▼

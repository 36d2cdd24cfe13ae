//! Base token parser for MySQL DDL fragments
//!
//! The construct extractors (`table_parser`, `index_parser`,
//! `function_parser`) compose a `TokenParser` and drive it with
//! check/advance steps, returning optional structured results instead of
//! relying on positional capture groups.

use sqlparser::dialect::MySqlDialect;
use sqlparser::keywords::Keyword;
use sqlparser::tokenizer::{Token, TokenWithSpan, Tokenizer};

/// Token stream with a cursor over a single SQL fragment.
pub struct TokenParser {
    tokens: Vec<TokenWithSpan>,
    pos: usize,
}

impl TokenParser {
    /// Tokenize a fragment with the MySQL dialect. Returns `None` if
    /// tokenization fails.
    pub fn new(sql: &str) -> Option<Self> {
        let dialect = MySqlDialect {};
        let tokens = Tokenizer::new(&dialect, sql)
            .tokenize_with_location()
            .ok()?;

        Some(Self { tokens, pos: 0 })
    }

    /// Check if at end of tokens.
    #[inline]
    pub fn is_at_end(&self) -> bool {
        self.pos >= self.tokens.len()
    }

    /// Get current token without consuming.
    #[inline]
    pub fn current_token(&self) -> Option<&TokenWithSpan> {
        self.tokens.get(self.pos)
    }

    /// Advance to next token.
    #[inline]
    pub fn advance(&mut self) {
        if !self.is_at_end() {
            self.pos += 1;
        }
    }

    /// Skip whitespace tokens.
    pub fn skip_whitespace(&mut self) {
        while !self.is_at_end() {
            if let Some(token) = self.current_token() {
                match &token.token {
                    Token::Whitespace(_) => {
                        self.advance();
                    }
                    _ => break,
                }
            } else {
                break;
            }
        }
    }

    /// Check if current token is a specific keyword.
    #[inline]
    pub fn check_keyword(&self, keyword: Keyword) -> bool {
        if let Some(token) = self.current_token() {
            matches!(&token.token, Token::Word(w) if w.keyword == keyword)
        } else {
            false
        }
    }

    /// Check if current token is a word matching (case-insensitive).
    ///
    /// Used for MySQL words the tokenizer does not classify as keywords.
    #[inline]
    pub fn check_word_ci(&self, word: &str) -> bool {
        if let Some(token) = self.current_token() {
            matches!(&token.token, Token::Word(w) if w.value.eq_ignore_ascii_case(word))
        } else {
            false
        }
    }

    /// Check if current token matches a token type (by discriminant).
    #[inline]
    pub fn check_token(&self, expected: &Token) -> bool {
        if let Some(token) = self.current_token() {
            std::mem::discriminant(&token.token) == std::mem::discriminant(expected)
        } else {
            false
        }
    }

    /// Parse an identifier (plain or backtick-quoted).
    ///
    /// Returns the identifier value without quotes, advancing on success.
    pub fn parse_identifier(&mut self) -> Option<String> {
        let token = self.current_token()?;
        match &token.token {
            Token::Word(w) => {
                let name = w.value.clone();
                self.advance();
                Some(name)
            }
            _ => None,
        }
    }

    /// Parse a type token: a word plus a directly attached parenthetical
    /// (`bigint(20)`, `enum('a','b')`, `DOUBLE(10,3)`), reconstructed
    /// without internal whitespace. A parenthetical separated from the word
    /// by whitespace is left unconsumed.
    pub fn parse_type_token(&mut self) -> Option<String> {
        let token = self.current_token()?;
        let mut type_text = match &token.token {
            Token::Word(w) => w.value.clone(),
            _ => return None,
        };
        self.advance();

        if self.check_token(&Token::LParen) {
            if let Some(args) = self.consume_parenthesized_compact() {
                type_text.push('(');
                type_text.push_str(&args);
                type_text.push(')');
            }
        }

        Some(type_text)
    }

    /// Consume a whitespace-delimited run of tokens.
    ///
    /// Returns the tokens up to (not including) the next whitespace token,
    /// or `None` when already at whitespace or the end.
    pub fn parse_run(&mut self) -> Option<Vec<Token>> {
        let mut run = Vec::new();
        while !self.is_at_end() {
            let token = match self.current_token() {
                Some(t) => t.token.clone(),
                None => break,
            };
            if matches!(token, Token::Whitespace(_)) {
                break;
            }
            run.push(token);
            self.advance();
        }
        if run.is_empty() {
            None
        } else {
            Some(run)
        }
    }

    /// Consume a parenthesized span and return its inner text with original
    /// spacing. Position must be at the opening parenthesis; afterwards it
    /// is past the closing one.
    pub fn consume_parenthesized(&mut self) -> Option<String> {
        self.consume_parenthesized_inner(true)
    }

    /// Like [`consume_parenthesized`](Self::consume_parenthesized), but with
    /// whitespace tokens dropped from the captured text.
    pub fn consume_parenthesized_compact(&mut self) -> Option<String> {
        self.consume_parenthesized_inner(false)
    }

    fn consume_parenthesized_inner(&mut self, keep_whitespace: bool) -> Option<String> {
        if !self.check_token(&Token::LParen) {
            return None;
        }
        self.advance();

        let mut depth = 1usize;
        let mut text = String::new();
        while !self.is_at_end() {
            let token = match self.current_token() {
                Some(t) => t.token.clone(),
                None => break,
            };
            match &token {
                Token::LParen => depth += 1,
                Token::RParen => {
                    depth -= 1;
                    if depth == 0 {
                        self.advance();
                        return Some(text);
                    }
                }
                _ => {}
            }
            if keep_whitespace || !matches!(token, Token::Whitespace(_)) {
                text.push_str(&token.to_string());
            }
            self.advance();
        }

        None
    }

    /// Consume and return everything from the current position to the end,
    /// as raw text.
    pub fn remainder(&mut self) -> String {
        let mut text = String::new();
        while !self.is_at_end() {
            if let Some(token) = self.current_token() {
                text.push_str(&token.token.to_string());
            }
            self.advance();
        }
        text
    }
}
//! Statement classification by required-keyword containment

/// A DDL command the parser understands.
#[derive(Debug, Clone, Copy, PartialEq, Eq)]
pub enum DdlCommand {
    CreateTable,
    CreateIndex,
    CreateFunction,
}

impl DdlCommand {
    /// The SQL command text, for diagnostics.
    pub fn as_sql(&self) -> &'static str {
        match self {
            DdlCommand::CreateTable => "CREATE TABLE",
            DdlCommand::CreateIndex => "CREATE INDEX",
            DdlCommand::CreateFunction => "CREATE FUNCTION",
        }
    }
}

/// A registered command: every keyword must be present for a normalized
/// statement to classify as this command.
#[derive(Debug, Clone)]
pub struct CommandDef {
    pub command: DdlCommand,
    pub keywords: &'static [&'static str],
}

/// Immutable registry of recognized commands, checked in registration order.
#[derive(Debug, Clone)]
pub struct CommandRegistry {
    commands: Vec<CommandDef>,
}

impl CommandRegistry {
    /// The standard MySQL DDL registry: CREATE TABLE, CREATE INDEX and
    /// CREATE FUNCTION, in that order.
    pub fn standard() -> Self {
        Self {
            commands: vec![
                CommandDef {
                    command: DdlCommand::CreateTable,
                    keywords: &["CREATE", "TABLE"],
                },
                CommandDef {
                    command: DdlCommand::CreateIndex,
                    keywords: &["CREATE", "INDEX"],
                },
                CommandDef {
                    command: DdlCommand::CreateFunction,
                    keywords: &["CREATE", "FUNCTION"],
                },
            ],
        }
    }

    /// Classify a normalized statement.
    ///
    /// Returns the first registered command whose every keyword occurs as a
    /// case-sensitive substring of the statement, in any order. Keywords are
    /// not word-bounded, so an identifier containing keyword text (say a
    /// table named `MY_TABLE` inside a CREATE INDEX statement) can
    /// misclassify; the extractor for the falsely matched command then
    /// rejects the statement.
    pub fn classify(&self, statement: &str) -> Option<DdlCommand> {
        self.commands
            .iter()
            .find(|def| def.keywords.iter().all(|keyword| statement.contains(*keyword)))
            .map(|def| def.command)
    }
}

▲

Every line of the data above that includes "registered" should be listed.

/// A registered command: every keyword must be present for a normalized
    /// Returns the first registered command whose every keyword occurs as a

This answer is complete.